There was also a helluva lot of eating in there as well, but y’all knew that 😀
I think that the theme of this year has been a combination of balance and exploration–learning when to take the risk, and how to find equilibrium in the midst of it all. I definitely look at my year and know that there are times when I overdid it, and my body and mind really told me, but I think that I have learned so much about myself and my body this year. I don’t have to be as afraid of my body as I once was; I don’t have to try to do everything, but I do have to put forth the necessary effort.

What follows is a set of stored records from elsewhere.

//! Identifier tokenizer for TF-IDF
//!
//! # Tokenization Strategy
//!
//! 1. **IdentifierTokenizer**: runs of word characters (letters, digits, `_`)
//!    at least two characters long; `copy_from_user` stays one token
//! 2. **Lowercase Filter**: case-insensitive matching
//!
//! Single-character runs (`a`, `i`, `0`) carry no signal and are dropped.

use tantivy::tokenizer::{LowerCaser, TextAnalyzer, Token, TokenStream, Tokenizer};

const MIN_TOKEN_CHARS: usize = 2;

/// Splits text into word-character runs of at least two characters.
///
/// - `strcpy(dst, src)` → `["strcpy", "dst", "src"]`
/// - `p->buf[i]` → `["buf"]`
#[derive(Clone, Default)]
pub struct IdentifierTokenizer;

impl Tokenizer for IdentifierTokenizer {
    type TokenStream<'a> = IdentifierTokenStream;

    fn token_stream<'a>(&'a mut self, text: &'a str) -> Self::TokenStream<'a> {
        IdentifierTokenStream {
            tokens: split_words(text),
            current_index: 0,
        }
    }
}

pub struct IdentifierTokenStream {
    tokens: Vec<Token>,
    current_index: usize,
}

fn is_word_char(ch: char) -> bool {
    ch.is_alphanumeric() || ch == '_'
}

fn split_words(text: &str) -> Vec<Token> {
    let mut tokens = Vec::new();
    let mut start: Option<usize> = None;

    let emit = |from: usize, to: usize, tokens: &mut Vec<Token>| {
        let word = &text[from..to];
        if word.chars().count() >= MIN_TOKEN_CHARS {
            tokens.push(Token {
                offset_from: from,
                offset_to: to,
                position: tokens.len(),
                text: word.to_string(),
                position_length: 1,
            });
        }
    };

    for (i, ch) in text.char_indices() {
        match (is_word_char(ch), start) {
            (true, None) => start = Some(i),
            (false, Some(from)) => {
                emit(from, i, &mut tokens);
                start = None;
            }
            _ => {}
        }
    }
    if let Some(from) = start {
        emit(from, text.len(), &mut tokens);
    }
    tokens
}

impl TokenStream for IdentifierTokenStream {
    fn advance(&mut self) -> bool {
        if self.current_index < self.tokens.len() {
            self.current_index += 1;
            true
        } else {
            false
        }
    }

    fn token(&self) -> &Token {
        &self.tokens[self.current_index - 1]
    }

    fn token_mut(&mut self) -> &mut Token {
        &mut self.tokens[self.current_index - 1]
    }
}

/// Build the TF-IDF analyzer.
///
/// Pipeline:
/// 1. IdentifierTokenizer - word-character runs
/// 2. LowerCaser - normalize case
pub fn build_identifier_analyzer() -> TextAnalyzer {
    TextAnalyzer::builder(IdentifierTokenizer)
        .filter(LowerCaser)
        .build()
}

/// Analyzed terms of `text`, in order, duplicates kept
pub fn tokenize(text: &str) -> Vec<String> {
    let mut analyzer = build_identifier_analyzer();
    let mut stream = analyzer.token_stream(text);
    let mut terms = Vec::new();
    while stream.advance() {
        terms.push(stream.token().text.clone());
    }
    terms
}

#[cfg(test)]
mod tests {
    use super::*;

    fn raw_tokens(text: &str) -> Vec<String> {
        let mut tokenizer = IdentifierTokenizer;
        let mut stream = tokenizer.token_stream(text);

        let mut tokens = Vec::new();
        while stream.advance() {
            tokens.push(stream.token().text.clone());
        }
        tokens
    }

    #[test]
    fn test_identifier_tokenizer() {
        assert_eq!(raw_tokens("strcpy(dst, src);"), vec!["strcpy", "dst", "src"]);
    }

    #[test]
    fn test_snake_case_kept_whole() {
        assert_eq!(raw_tokens("copy_from_user(to, from, n)"), vec!["copy_from_user", "to", "from"]);
    }

    #[test]
    fn test_single_chars_dropped() {
        assert_eq!(raw_tokens("p->buf[i] = 0;"), vec!["buf"]);
        assert!(raw_tokens("a b c").is_empty());
    }

    #[test]
    fn test_analyzer_lowercases() {
        assert_eq!(tokenize("MemCpy KMALLOC"), vec!["memcpy", "kmalloc"]);
    }
}
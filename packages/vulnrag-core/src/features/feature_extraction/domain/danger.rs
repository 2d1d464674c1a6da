//! Dangerous-call tiers and API-intent patterns

use serde::{Deserialize, Serialize};
use std::fmt;

/// Copy/format functions without a length bound
pub const UNBOUNDED_CALLS: &[&str] = &["strcpy", "strcat", "sprintf", "gets"];

/// Length-bounded variants of the unbounded functions
pub const BOUNDED_CALLS: &[&str] = &["strncpy", "strncat", "snprintf"];

/// Other raw memory and format functions
pub const MISC_CALLS: &[&str] = &["memcpy", "memmove", "scanf", "vprintf", "vfprintf"];

pub const ERROR_HANDLING_PATTERNS: &[&str] = &["error", "err", "fail", "exception"];
pub const MEMORY_MANAGEMENT_PATTERNS: &[&str] = &["ptr", "alloc", "free", "mem", "buffer"];
pub const SECURITY_CHECK_PATTERNS: &[&str] = &["check", "valid", "auth", "perm", "secure"];

/// Risk tier of a dangerous call
#[derive(Debug, Clone, Copy, PartialEq, Eq, Hash, Serialize, Deserialize)]
#[serde(rename_all = "lowercase")]
pub enum DangerTier {
    Unbounded,
    Bounded,
    Misc,
}

impl DangerTier {
    /// Tier of `name` (exact, case-insensitive match), if dangerous
    pub fn classify(name: &str) -> Option<Self> {
        let name = name.to_ascii_lowercase();
        let name = name.as_str();
        if UNBOUNDED_CALLS.contains(&name) {
            Some(Self::Unbounded)
        } else if BOUNDED_CALLS.contains(&name) {
            Some(Self::Bounded)
        } else if MISC_CALLS.contains(&name) {
            Some(Self::Misc)
        } else {
            None
        }
    }

    pub fn as_str(&self) -> &'static str {
        match self {
            Self::Unbounded => "unbounded",
            Self::Bounded => "bounded",
            Self::Misc => "misc",
        }
    }
}

impl fmt::Display for DangerTier {
    fn fmt(&self, f: &mut fmt::Formatter<'_>) -> fmt::Result {
        f.write_str(self.as_str())
    }
}

/// One occurrence of a dangerous call
#[derive(Debug, Clone, PartialEq, Eq, Serialize, Deserialize)]
pub struct DangerousCall {
    /// Name as written in the code
    pub name: String,
    pub tier: DangerTier,
}

/// Identifier counts per API intent (an identifier may count in several)
#[derive(Debug, Clone, Copy, Default, PartialEq, Eq, Serialize, Deserialize)]
pub struct ApiPatternCounts {
    pub error_handling: usize,
    pub memory_management: usize,
    pub security_checks: usize,
}

impl ApiPatternCounts {
    /// Count identifier occurrences containing any pattern of each intent
    /// (case-insensitive substring match)
    pub fn tally<'a, I>(identifiers: I) -> Self
    where
        I: IntoIterator<Item = &'a str>,
    {
        let mut counts = Self::default();
        for ident in identifiers {
            let lower = ident.to_lowercase();
            let matches = |patterns: &[&str]| patterns.iter().any(|p| lower.contains(p));
            if matches(ERROR_HANDLING_PATTERNS) {
                counts.error_handling += 1;
            }
            if matches(MEMORY_MANAGEMENT_PATTERNS) {
                counts.memory_management += 1;
            }
            if matches(SECURITY_CHECK_PATTERNS) {
                counts.security_checks += 1;
            }
        }
        counts
    }
}

#[cfg(test)]
mod tests {
    use super::*;

    #[test]
    fn test_classify_exact_case_insensitive() {
        assert_eq!(DangerTier::classify("strcpy"), Some(DangerTier::Unbounded));
        assert_eq!(DangerTier::classify("STRCPY"), Some(DangerTier::Unbounded));
        assert_eq!(DangerTier::classify("strncpy"), Some(DangerTier::Bounded));
        assert_eq!(DangerTier::classify("memmove"), Some(DangerTier::Misc));
        // substring is not enough
        assert_eq!(DangerTier::classify("my_strcpy"), None);
        assert_eq!(DangerTier::classify("printf"), None);
    }

    #[test]
    fn test_tier_serializes_lowercase() {
        assert_eq!(
            serde_json::to_string(&DangerTier::Unbounded).unwrap(),
            "\"unbounded\""
        );
    }

    #[test]
    fn test_api_pattern_tally() {
        let counts = ApiPatternCounts::tally(["err", "buf_ptr", "check_perm", "i", "mem_error"]);
        assert_eq!(counts.error_handling, 2);
        assert_eq!(counts.memory_management, 2);
        assert_eq!(counts.security_checks, 1);
    }
}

I can have dreams and follow through with them. I am still working on figuring out the “aftermath” part of it all–I’ve never been particularly good at that. But really, I think that my posts Ceding Control and Treating Myself Like a Peer are really representative of the direction that I want my life to continue in this year. Finding a path, but having a bit of fun–allowing myself to explore a bit, but still keeping myself accountable for the final objective.
Living life as a journey, not for the journey or the destination.
Cheers, 2014. Sup, 2015?
What are some of your final thoughts on 2014 as you look back on the year?